- **Dataset**:
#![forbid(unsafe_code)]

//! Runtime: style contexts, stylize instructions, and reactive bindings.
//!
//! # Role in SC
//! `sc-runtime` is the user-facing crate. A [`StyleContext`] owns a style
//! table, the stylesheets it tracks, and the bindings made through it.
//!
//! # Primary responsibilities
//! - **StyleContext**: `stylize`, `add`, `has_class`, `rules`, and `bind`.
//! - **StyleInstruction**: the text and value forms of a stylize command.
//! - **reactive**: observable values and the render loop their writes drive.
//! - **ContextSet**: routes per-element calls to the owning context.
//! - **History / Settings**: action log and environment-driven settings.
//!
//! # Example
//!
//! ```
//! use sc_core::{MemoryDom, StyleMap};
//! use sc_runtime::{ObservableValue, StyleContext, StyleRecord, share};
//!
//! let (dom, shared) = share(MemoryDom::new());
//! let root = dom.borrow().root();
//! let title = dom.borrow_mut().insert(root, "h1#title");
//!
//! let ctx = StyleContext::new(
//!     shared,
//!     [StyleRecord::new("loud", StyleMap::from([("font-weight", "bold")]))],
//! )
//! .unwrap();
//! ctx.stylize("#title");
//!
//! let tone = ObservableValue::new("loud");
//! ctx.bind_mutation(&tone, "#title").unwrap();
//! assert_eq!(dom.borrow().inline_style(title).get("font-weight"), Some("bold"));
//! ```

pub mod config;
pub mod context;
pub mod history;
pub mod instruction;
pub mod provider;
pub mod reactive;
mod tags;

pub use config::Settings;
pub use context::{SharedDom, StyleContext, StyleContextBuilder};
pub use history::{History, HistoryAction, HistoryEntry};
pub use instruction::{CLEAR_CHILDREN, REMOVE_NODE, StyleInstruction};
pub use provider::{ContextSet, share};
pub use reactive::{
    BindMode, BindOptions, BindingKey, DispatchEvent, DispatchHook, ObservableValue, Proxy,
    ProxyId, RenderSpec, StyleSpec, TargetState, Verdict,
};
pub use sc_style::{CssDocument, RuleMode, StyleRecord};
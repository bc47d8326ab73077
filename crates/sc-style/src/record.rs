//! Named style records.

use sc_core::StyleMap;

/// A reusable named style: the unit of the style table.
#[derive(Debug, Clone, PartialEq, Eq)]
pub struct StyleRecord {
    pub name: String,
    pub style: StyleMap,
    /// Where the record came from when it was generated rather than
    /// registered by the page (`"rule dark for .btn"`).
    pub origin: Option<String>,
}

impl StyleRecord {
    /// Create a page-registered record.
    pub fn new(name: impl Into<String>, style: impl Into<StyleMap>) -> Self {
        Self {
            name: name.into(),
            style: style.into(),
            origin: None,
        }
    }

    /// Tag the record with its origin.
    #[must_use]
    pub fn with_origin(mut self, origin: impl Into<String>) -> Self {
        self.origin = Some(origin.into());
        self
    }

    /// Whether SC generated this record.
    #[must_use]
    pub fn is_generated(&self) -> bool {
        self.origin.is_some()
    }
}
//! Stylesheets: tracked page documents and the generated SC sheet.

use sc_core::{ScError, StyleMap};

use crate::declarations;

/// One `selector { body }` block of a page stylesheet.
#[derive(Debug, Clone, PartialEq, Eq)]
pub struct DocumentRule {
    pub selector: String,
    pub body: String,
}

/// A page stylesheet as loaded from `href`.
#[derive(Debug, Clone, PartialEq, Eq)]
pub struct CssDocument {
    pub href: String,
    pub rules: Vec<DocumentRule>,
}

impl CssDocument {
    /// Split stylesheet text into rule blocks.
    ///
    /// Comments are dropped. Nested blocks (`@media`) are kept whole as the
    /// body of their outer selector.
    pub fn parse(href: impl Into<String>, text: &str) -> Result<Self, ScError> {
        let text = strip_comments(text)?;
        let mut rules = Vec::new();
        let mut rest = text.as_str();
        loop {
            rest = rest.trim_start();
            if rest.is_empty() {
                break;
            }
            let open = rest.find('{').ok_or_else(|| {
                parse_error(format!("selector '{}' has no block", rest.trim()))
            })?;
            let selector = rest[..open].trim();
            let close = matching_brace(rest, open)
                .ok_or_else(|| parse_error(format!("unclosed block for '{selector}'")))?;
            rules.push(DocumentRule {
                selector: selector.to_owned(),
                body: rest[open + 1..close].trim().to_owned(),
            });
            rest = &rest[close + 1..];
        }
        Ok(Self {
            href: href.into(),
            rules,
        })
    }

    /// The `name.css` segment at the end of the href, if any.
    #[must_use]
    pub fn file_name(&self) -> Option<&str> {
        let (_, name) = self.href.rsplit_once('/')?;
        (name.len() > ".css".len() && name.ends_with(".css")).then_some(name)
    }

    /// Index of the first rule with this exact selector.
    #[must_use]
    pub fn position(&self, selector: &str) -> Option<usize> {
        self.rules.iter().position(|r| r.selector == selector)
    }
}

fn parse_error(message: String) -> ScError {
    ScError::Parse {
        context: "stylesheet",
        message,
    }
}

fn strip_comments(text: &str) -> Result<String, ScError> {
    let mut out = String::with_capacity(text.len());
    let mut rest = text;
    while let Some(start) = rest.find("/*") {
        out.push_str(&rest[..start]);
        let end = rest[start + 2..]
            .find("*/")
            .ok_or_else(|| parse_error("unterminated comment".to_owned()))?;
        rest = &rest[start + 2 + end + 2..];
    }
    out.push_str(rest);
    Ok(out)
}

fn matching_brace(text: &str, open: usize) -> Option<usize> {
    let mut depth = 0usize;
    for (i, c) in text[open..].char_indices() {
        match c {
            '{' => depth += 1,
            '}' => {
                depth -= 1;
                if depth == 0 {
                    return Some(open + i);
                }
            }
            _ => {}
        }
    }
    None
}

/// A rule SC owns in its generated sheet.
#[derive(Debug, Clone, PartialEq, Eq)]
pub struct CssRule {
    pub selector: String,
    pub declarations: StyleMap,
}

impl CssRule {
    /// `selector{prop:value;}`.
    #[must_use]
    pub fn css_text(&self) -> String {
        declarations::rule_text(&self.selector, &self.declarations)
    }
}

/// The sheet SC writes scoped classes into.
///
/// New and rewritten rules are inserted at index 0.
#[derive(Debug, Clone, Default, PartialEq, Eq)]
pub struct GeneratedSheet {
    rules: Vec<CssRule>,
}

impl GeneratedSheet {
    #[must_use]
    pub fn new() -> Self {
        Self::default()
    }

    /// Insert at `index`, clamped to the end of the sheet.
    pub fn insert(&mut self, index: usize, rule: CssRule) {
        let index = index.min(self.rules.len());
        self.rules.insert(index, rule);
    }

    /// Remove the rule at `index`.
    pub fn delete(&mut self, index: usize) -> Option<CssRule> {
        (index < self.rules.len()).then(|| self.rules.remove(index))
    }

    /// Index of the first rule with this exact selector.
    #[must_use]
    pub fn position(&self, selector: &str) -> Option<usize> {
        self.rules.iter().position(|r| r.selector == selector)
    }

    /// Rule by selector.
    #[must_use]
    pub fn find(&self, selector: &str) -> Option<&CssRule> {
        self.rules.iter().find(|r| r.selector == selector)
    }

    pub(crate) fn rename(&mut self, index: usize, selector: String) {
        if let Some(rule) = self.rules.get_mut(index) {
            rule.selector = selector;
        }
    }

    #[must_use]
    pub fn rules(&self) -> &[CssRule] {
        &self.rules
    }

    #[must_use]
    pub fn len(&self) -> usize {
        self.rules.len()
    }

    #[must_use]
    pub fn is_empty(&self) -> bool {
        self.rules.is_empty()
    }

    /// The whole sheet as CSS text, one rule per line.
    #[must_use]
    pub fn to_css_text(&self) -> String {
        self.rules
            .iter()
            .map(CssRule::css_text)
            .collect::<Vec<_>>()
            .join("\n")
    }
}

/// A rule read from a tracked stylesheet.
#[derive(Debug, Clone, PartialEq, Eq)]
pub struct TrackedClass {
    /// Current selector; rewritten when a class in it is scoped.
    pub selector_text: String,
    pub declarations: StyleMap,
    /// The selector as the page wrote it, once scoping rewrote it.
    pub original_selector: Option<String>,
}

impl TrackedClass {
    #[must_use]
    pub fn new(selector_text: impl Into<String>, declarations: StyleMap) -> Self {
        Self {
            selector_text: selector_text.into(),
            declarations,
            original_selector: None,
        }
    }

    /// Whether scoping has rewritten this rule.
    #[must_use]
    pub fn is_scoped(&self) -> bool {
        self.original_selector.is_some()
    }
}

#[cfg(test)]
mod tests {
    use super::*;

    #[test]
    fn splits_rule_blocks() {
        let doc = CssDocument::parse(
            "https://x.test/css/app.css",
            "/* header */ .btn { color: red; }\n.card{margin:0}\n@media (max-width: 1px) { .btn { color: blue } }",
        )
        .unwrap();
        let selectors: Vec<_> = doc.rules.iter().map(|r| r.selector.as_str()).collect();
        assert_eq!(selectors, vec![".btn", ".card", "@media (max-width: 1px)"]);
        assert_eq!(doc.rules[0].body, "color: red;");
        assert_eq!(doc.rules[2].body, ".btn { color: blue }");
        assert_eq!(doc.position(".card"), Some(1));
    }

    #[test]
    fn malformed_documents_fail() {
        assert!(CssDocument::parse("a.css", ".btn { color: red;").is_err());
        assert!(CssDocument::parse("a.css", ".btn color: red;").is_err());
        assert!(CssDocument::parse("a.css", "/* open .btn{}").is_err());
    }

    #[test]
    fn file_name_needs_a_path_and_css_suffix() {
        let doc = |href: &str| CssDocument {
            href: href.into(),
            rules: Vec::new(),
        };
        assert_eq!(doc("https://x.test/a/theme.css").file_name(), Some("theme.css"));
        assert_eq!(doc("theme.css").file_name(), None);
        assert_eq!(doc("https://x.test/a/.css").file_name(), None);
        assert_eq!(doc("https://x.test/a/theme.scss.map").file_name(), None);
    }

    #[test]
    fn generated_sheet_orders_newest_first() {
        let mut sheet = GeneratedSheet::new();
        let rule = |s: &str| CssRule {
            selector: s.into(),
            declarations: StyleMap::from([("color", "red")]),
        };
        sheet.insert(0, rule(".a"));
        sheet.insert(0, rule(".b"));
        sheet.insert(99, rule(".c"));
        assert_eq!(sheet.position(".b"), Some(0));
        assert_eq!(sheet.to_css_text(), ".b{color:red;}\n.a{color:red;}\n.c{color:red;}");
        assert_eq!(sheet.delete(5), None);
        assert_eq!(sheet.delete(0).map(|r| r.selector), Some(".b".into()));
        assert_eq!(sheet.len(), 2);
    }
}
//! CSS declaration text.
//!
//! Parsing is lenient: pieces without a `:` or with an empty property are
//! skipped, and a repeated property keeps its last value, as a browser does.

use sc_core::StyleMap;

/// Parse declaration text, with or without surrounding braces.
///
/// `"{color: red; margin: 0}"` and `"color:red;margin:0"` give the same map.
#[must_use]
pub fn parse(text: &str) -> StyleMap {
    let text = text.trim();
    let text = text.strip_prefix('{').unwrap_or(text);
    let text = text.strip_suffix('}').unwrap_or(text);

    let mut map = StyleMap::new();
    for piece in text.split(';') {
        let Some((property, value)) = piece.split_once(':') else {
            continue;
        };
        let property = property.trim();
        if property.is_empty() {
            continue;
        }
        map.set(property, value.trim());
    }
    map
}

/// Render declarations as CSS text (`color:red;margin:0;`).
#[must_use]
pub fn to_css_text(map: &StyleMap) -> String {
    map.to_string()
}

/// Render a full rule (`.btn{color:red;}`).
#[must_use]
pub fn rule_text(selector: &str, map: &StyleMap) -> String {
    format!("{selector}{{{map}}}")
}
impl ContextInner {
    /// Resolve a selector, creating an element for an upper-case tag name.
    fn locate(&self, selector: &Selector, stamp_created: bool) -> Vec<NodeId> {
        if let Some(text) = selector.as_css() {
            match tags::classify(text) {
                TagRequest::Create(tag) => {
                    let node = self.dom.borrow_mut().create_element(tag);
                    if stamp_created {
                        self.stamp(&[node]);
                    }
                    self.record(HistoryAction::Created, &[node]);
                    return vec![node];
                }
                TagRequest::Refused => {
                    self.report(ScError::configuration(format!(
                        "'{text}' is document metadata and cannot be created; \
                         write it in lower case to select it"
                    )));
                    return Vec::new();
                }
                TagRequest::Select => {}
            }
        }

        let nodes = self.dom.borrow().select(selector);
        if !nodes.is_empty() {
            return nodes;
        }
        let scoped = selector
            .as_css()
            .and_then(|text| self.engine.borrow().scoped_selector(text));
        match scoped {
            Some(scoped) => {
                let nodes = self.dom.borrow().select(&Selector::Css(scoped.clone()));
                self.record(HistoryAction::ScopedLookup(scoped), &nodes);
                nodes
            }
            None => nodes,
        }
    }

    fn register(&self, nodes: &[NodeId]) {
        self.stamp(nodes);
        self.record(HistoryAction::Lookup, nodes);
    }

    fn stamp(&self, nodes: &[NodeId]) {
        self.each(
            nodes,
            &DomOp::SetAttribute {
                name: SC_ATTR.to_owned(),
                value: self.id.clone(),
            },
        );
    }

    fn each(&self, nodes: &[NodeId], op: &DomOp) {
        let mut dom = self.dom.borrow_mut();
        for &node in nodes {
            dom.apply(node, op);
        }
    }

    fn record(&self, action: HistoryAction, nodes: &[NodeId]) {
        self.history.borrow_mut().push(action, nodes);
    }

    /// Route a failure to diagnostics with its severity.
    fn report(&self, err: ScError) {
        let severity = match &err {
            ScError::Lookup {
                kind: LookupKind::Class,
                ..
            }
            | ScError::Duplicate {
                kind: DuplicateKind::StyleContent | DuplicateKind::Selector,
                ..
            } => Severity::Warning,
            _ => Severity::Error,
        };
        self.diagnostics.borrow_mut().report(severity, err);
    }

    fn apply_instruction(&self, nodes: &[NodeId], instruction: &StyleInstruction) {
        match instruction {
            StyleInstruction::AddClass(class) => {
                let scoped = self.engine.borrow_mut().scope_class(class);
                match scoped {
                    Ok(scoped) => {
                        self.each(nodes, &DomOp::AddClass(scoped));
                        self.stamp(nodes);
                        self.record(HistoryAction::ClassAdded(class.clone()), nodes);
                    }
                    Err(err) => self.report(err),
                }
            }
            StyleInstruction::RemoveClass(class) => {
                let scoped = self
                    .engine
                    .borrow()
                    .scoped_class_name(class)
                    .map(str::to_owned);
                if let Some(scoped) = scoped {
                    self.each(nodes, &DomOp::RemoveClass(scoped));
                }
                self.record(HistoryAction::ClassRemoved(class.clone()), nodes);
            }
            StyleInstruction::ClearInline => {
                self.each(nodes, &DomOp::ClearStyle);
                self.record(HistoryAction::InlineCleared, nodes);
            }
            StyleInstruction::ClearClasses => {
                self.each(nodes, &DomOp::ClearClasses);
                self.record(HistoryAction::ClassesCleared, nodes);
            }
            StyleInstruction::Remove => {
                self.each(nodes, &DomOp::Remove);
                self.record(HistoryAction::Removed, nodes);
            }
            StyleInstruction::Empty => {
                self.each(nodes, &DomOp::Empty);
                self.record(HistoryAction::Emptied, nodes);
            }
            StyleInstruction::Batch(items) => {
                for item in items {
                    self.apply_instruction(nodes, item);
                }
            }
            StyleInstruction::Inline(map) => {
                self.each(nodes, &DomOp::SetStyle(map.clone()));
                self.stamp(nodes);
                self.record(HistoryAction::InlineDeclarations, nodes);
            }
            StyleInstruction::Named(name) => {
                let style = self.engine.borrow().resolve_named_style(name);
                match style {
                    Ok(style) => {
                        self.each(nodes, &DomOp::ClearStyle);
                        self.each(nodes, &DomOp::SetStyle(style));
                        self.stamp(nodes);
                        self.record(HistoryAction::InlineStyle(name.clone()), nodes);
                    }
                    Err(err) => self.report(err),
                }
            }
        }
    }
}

- **Exercise prompt**: In restating the data, begin at its first line, reproduce each line word for word, and conclude with the line that contains "repository bc47d8326ab73077".

- **Solution to this task**:
#![forbid(unsafe_code)]

//! Runtime: style contexts, stylize instructions, and reactive bindings.
//!
//! # Role in SC
//! `sc-runtime` is the user-facing crate. A [`StyleContext`] owns a style
//! table, the stylesheets it tracks, and the bindings made through it.
//!
//! # Primary responsibilities
//! - **StyleContext**: `stylize`, `add`, `has_class`, `rules`, and `bind`.
//! - **StyleInstruction**: the text and value forms of a stylize command.
//! - **reactive**: observable values and the render loop their writes drive.
//! - **ContextSet**: routes per-element calls to the owning context.
//! - **History / Settings**: action log and environment-driven settings.
//!
//! # Example
//!
//! ```
//! use sc_core::{MemoryDom, StyleMap};
//! use sc_runtime::{ObservableValue, StyleContext, StyleRecord, share};
//!
//! let (dom, shared) = share(MemoryDom::new());
//! let root = dom.borrow().root();
//! let title = dom.borrow_mut().insert(root, "h1#title");
//!
//! let ctx = StyleContext::new(
//!     shared,
//!     [StyleRecord::new("loud", StyleMap::from([("font-weight", "bold")]))],
//! )
//! .unwrap();
//! ctx.stylize("#title");
//!
//! let tone = ObservableValue::new("loud");
//! ctx.bind_mutation(&tone, "#title").unwrap();
//! assert_eq!(dom.borrow().inline_style(title).get("font-weight"), Some("bold"));
//! ```

pub mod config;
pub mod context;
pub mod history;
pub mod instruction;
pub mod provider;
pub mod reactive;
mod tags;

pub use config::Settings;
pub use context::{SharedDom, StyleContext, StyleContextBuilder};
pub use history::{History, HistoryAction, HistoryEntry};
pub use instruction::{CLEAR_CHILDREN, REMOVE_NODE, StyleInstruction};
pub use provider::{ContextSet, share};
pub use reactive::{
    BindMode, BindOptions, BindingKey, DispatchEvent, DispatchHook, ObservableValue, Proxy,
    ProxyId, RenderSpec, StyleSpec, TargetState, Verdict,
};
pub use sc_style::{CssDocument, RuleMode, StyleRecord};
repository bc47d8326ab73077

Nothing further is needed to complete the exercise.